(Material for this task begins)
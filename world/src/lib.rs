#![deny(
    unsafe_code,
    missing_docs,
    dead_code,
    unused_results,
    non_snake_case,
    unreachable_pub
)]

//! Authoritative world state management for Sprite Chase.
//!
//! The world owns the controlled entity, the target, and the play field. It
//! is mutated exclusively through [`apply`], which keeps every position inside
//! the field and, in grid mode, keeps the occupancy marks in agreement with
//! both entity positions.

use sprite_chase_core::{
    target_reached, Bounds, Buttons, Command, CoordinateMode, Event, GameConfig, Heading,
    Position, Size, WELCOME_BANNER,
};

/// Mark carried by a single grid cell.
#[derive(Clone, Copy, Debug, PartialEq, Eq, Hash)]
pub enum Occupancy {
    /// Nothing occupies the cell.
    Empty,
    /// The controlled entity occupies the cell.
    Controlled,
    /// The target occupies the cell.
    Target,
}

#[derive(Clone, Copy, Debug)]
struct Entity {
    position: Position,
    size: Size,
    bounds: Bounds,
}

impl Entity {
    fn new(position: Position, size: Size, bounds: Bounds) -> Self {
        Self {
            position: bounds.clamp(position),
            size,
            bounds,
        }
    }
}

#[derive(Clone, Debug)]
enum PlayField {
    Pixel,
    Grid(OccupancyGrid),
}

/// Represents the authoritative Sprite Chase world state.
#[derive(Clone, Debug)]
pub struct World {
    banner: &'static str,
    mode: CoordinateMode,
    field_size: Size,
    field: PlayField,
    controlled: Entity,
    target: Entity,
    heading: Heading,
    directions: Buttons,
    step: u32,
    score: u32,
    frames: u64,
}

impl World {
    /// Creates a world from a validated configuration and the initial target position.
    ///
    /// Both positions are clamped into their bounds. The caller is expected to
    /// pick a target that does not collide with the controlled start.
    #[must_use]
    pub fn new(config: &GameConfig, target: Position) -> Self {
        let controlled = Entity::new(
            config.controlled_start,
            config.controlled_size,
            config.controlled_bounds(),
        );
        let target = Entity::new(target, config.target_size, config.target_bounds());

        let field = match config.mode {
            CoordinateMode::Pixel => PlayField::Pixel,
            CoordinateMode::Grid => {
                let mut grid = OccupancyGrid::new(config.field.width(), config.field.height());
                grid.mark(target.position, Occupancy::Target);
                grid.mark(controlled.position, Occupancy::Controlled);
                PlayField::Grid(grid)
            }
        };

        Self {
            banner: WELCOME_BANNER,
            mode: config.mode,
            field_size: config.field,
            field,
            controlled,
            target,
            heading: config.initial_heading,
            directions: Buttons::empty(),
            step: config.step_length(),
            score: 0,
            frames: 0,
        }
    }

    fn commit_motion(&mut self) -> (Position, Position) {
        let from = self.controlled.position;
        let bounds = self.controlled.bounds;
        let step = i64::from(self.step);

        let to = match self.mode {
            CoordinateMode::Grid => {
                let (dx, dy) = self.heading.unit_delta();
                bounds.offset(from, dx, dy)
            }
            CoordinateMode::Pixel => self
                .directions
                .headings()
                .fold(from, |position, heading| {
                    let (dx, dy) = heading.unit_delta();
                    bounds.offset(position, dx * step, dy * step)
                }),
        };

        let target = self.target.position;
        if let PlayField::Grid(grid) = &mut self.field {
            let vacated = if from == target {
                Occupancy::Target
            } else {
                Occupancy::Empty
            };
            grid.mark(from, vacated);
            grid.mark(to, Occupancy::Controlled);
        }

        self.controlled.position = to;
        (from, to)
    }

    fn place_target(&mut self, position: Position) -> Result<Position, Position> {
        let position = self.target.bounds.clamp(position);
        if target_reached(
            self.mode,
            self.controlled.position,
            position,
            self.target.size,
        ) {
            return Err(position);
        }

        let previous = self.target.position;
        let controlled = self.controlled.position;
        if let PlayField::Grid(grid) = &mut self.field {
            let vacated = if previous == controlled {
                Occupancy::Controlled
            } else {
                Occupancy::Empty
            };
            grid.mark(previous, vacated);
            grid.mark(position, Occupancy::Target);
        }

        self.target.position = position;
        Ok(position)
    }
}

/// Applies the provided command to the world, mutating state deterministically.
pub fn apply(world: &mut World, command: Command, out_events: &mut Vec<Event>) {
    match command {
        Command::AdvanceFrame => {
            world.frames = world.frames.saturating_add(1);
            out_events.push(Event::FrameAdvanced {
                frame: world.frames,
            });
        }
        Command::SetHeading { heading } => {
            if world.mode == CoordinateMode::Grid && world.heading != heading {
                world.heading = heading;
                out_events.push(Event::HeadingChanged { heading });
            }
        }
        Command::SetDirections { directions } => {
            let directions = directions.directions();
            if world.mode == CoordinateMode::Pixel
                && !directions.is_empty()
                && world.directions != directions
            {
                world.directions = directions;
                out_events.push(Event::DirectionsChanged { directions });
            }
        }
        Command::CommitMotion => {
            let (from, to) = world.commit_motion();
            out_events.push(Event::MotionCommitted { from, to });
        }
        Command::CheckTargetReached => {
            if target_reached(
                world.mode,
                world.controlled.position,
                world.target.position,
                world.target.size,
            ) {
                world.score = world.score.saturating_add(1);
                out_events.push(Event::TargetReached {
                    position: world.target.position,
                    score: world.score,
                });
            }
        }
        Command::PlaceTarget { position } => match world.place_target(position) {
            Ok(position) => out_events.push(Event::TargetPlaced { position }),
            Err(position) => out_events.push(Event::TargetPlacementRejected { position }),
        },
    }
}

/// Query functions that provide read-only access to the world state.
pub mod query {
    use sprite_chase_core::{
        Bounds, Buttons, CoordinateMode, Heading, PlacementView, Position, Size,
    };

    use super::{Occupancy, OccupancyGrid, PlayField, World};

    /// Retrieves the welcome banner that adapters may display to players.
    #[must_use]
    pub fn welcome_banner(world: &World) -> &'static str {
        world.banner
    }

    /// Coordinate space the world was created in.
    #[must_use]
    pub fn mode(world: &World) -> CoordinateMode {
        world.mode
    }

    /// Field extent in the active coordinate space.
    #[must_use]
    pub fn field_size(world: &World) -> Size {
        world.field_size
    }

    /// Captures the controlled entity.
    #[must_use]
    pub fn controlled(world: &World) -> EntitySnapshot {
        EntitySnapshot {
            position: world.controlled.position,
            size: world.controlled.size,
            bounds: world.controlled.bounds,
        }
    }

    /// Captures the target entity.
    #[must_use]
    pub fn target(world: &World) -> EntitySnapshot {
        EntitySnapshot {
            position: world.target.position,
            size: world.target.size,
            bounds: world.target.bounds,
        }
    }

    /// Heading committed by grid-mode motion.
    #[must_use]
    pub fn heading(world: &World) -> Heading {
        world.heading
    }

    /// Direction set committed by pixel-mode motion.
    #[must_use]
    pub fn directions(world: &World) -> Buttons {
        world.directions
    }

    /// Number of targets acquired so far.
    #[must_use]
    pub fn score(world: &World) -> u32 {
        world.score
    }

    /// Number of frames advanced so far.
    #[must_use]
    pub fn frames(world: &World) -> u64 {
        world.frames
    }

    /// Inputs the respawn system needs to pick the next target position.
    #[must_use]
    pub fn placement_view(world: &World) -> PlacementView {
        PlacementView {
            mode: world.mode,
            target_bounds: world.target.bounds,
            target_size: world.target.size,
            controlled: world.controlled.position,
        }
    }

    /// Exposes the occupancy grid; `None` in pixel mode.
    #[must_use]
    pub fn occupancy_view(world: &World) -> Option<OccupancyView<'_>> {
        match &world.field {
            PlayField::Grid(grid) => Some(OccupancyView { grid }),
            PlayField::Pixel => None,
        }
    }

    /// Immutable representation of an entity used for queries.
    #[derive(Clone, Copy, Debug, PartialEq, Eq)]
    pub struct EntitySnapshot {
        /// Current position in the active coordinate space.
        pub position: Position,
        /// Extent of the entity.
        pub size: Size,
        /// Inclusive range the position is confined to.
        pub bounds: Bounds,
    }

    /// Read-only view into the dense occupancy grid.
    #[derive(Clone, Copy, Debug)]
    pub struct OccupancyView<'a> {
        grid: &'a OccupancyGrid,
    }

    impl<'a> OccupancyView<'a> {
        /// Returns the mark carried by the provided cell, if it lies on the grid.
        #[must_use]
        pub fn at(&self, cell: Position) -> Option<Occupancy> {
            self.grid
                .index(cell)
                .and_then(|index| self.grid.cells.get(index).copied())
        }

        /// Counts the cells carrying the provided mark.
        #[must_use]
        pub fn count(&self, mark: Occupancy) -> usize {
            self.grid.cells.iter().filter(|cell| **cell == mark).count()
        }

        /// Returns an iterator over all cells in row-major order.
        pub fn iter(&self) -> impl Iterator<Item = Occupancy> + 'a {
            let grid = self.grid;
            grid.cells.iter().copied()
        }

        /// Provides the dimensions of the underlying occupancy grid.
        #[must_use]
        pub fn dimensions(&self) -> (u32, u32) {
            (self.grid.columns, self.grid.rows)
        }
    }
}

#[derive(Clone, Debug)]
struct OccupancyGrid {
    columns: u32,
    rows: u32,
    cells: Vec<Occupancy>,
}

impl OccupancyGrid {
    fn new(columns: u32, rows: u32) -> Self {
        let capacity_u64 = u64::from(columns) * u64::from(rows);
        let capacity = usize::try_from(capacity_u64).unwrap_or(0);
        Self {
            columns,
            rows,
            cells: vec![Occupancy::Empty; capacity],
        }
    }

    fn mark(&mut self, cell: Position, mark: Occupancy) {
        if let Some(index) = self.index(cell) {
            if let Some(slot) = self.cells.get_mut(index) {
                *slot = mark;
            }
        }
    }

    fn index(&self, cell: Position) -> Option<usize> {
        if cell.x() < self.columns && cell.y() < self.rows {
            let row = usize::try_from(cell.y()).ok()?;
            let column = usize::try_from(cell.x()).ok()?;
            let width = usize::try_from(self.columns).ok()?;
            Some(row * width + column)
        } else {
            None
        }
    }
}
(Material for this task ends)
● **What to produce**: List every line above that holds the word "occupies".

● **Solution to this problem**:
    /// Nothing occupies the cell.
    /// The controlled entity occupies the cell.
    /// The target occupies the cell.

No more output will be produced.